■ **DIRECTIONS**
Your response needs to be the data below, retyped exactly.
= = = = = = =
//! 拓扑构建
//!
//! 课程实验中的三个标准用例，直接构建到 `NetWorld` 上（不经过配置文件）。

pub mod chain;
pub mod diamond;
pub mod single_link;

use crate::sim::SimTime;

/// 一条物理链路的参数
#[derive(Debug, Clone, Copy)]
pub struct LinkOpts {
    pub rate_bps: u64,
    pub latency: SimTime,
    pub buffer_bits: u64,
}

impl LinkOpts {
    pub fn mbps(rate_mbps: f64, delay_ms: f64, buffer_kb: f64) -> Self {
        Self {
            rate_bps: (rate_mbps * 1e6).round() as u64,
            latency: SimTime::from_millis_f64(delay_ms),
            buffer_bits: (buffer_kb * 8000.0).round() as u64,
        }
    }
}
= = = = = = =
■ **REPLY**
//! 拓扑构建
//!
//! 课程实验中的三个标准用例，直接构建到 `NetWorld` 上（不经过配置文件）。

pub mod chain;
pub mod diamond;
pub mod single_link;

use crate::sim::SimTime;

/// 一条物理链路的参数
#[derive(Debug, Clone, Copy)]
pub struct LinkOpts {
    pub rate_bps: u64,
    pub latency: SimTime,
    pub buffer_bits: u64,
}

impl LinkOpts {
    pub fn mbps(rate_mbps: f64, delay_ms: f64, buffer_kb: f64) -> Self {
        Self {
            rate_bps: (rate_mbps * 1e6).round() as u64,
            latency: SimTime::from_millis_f64(delay_ms),
            buffer_bits: (buffer_kb * 8000.0).round() as u64,
        }
    }
}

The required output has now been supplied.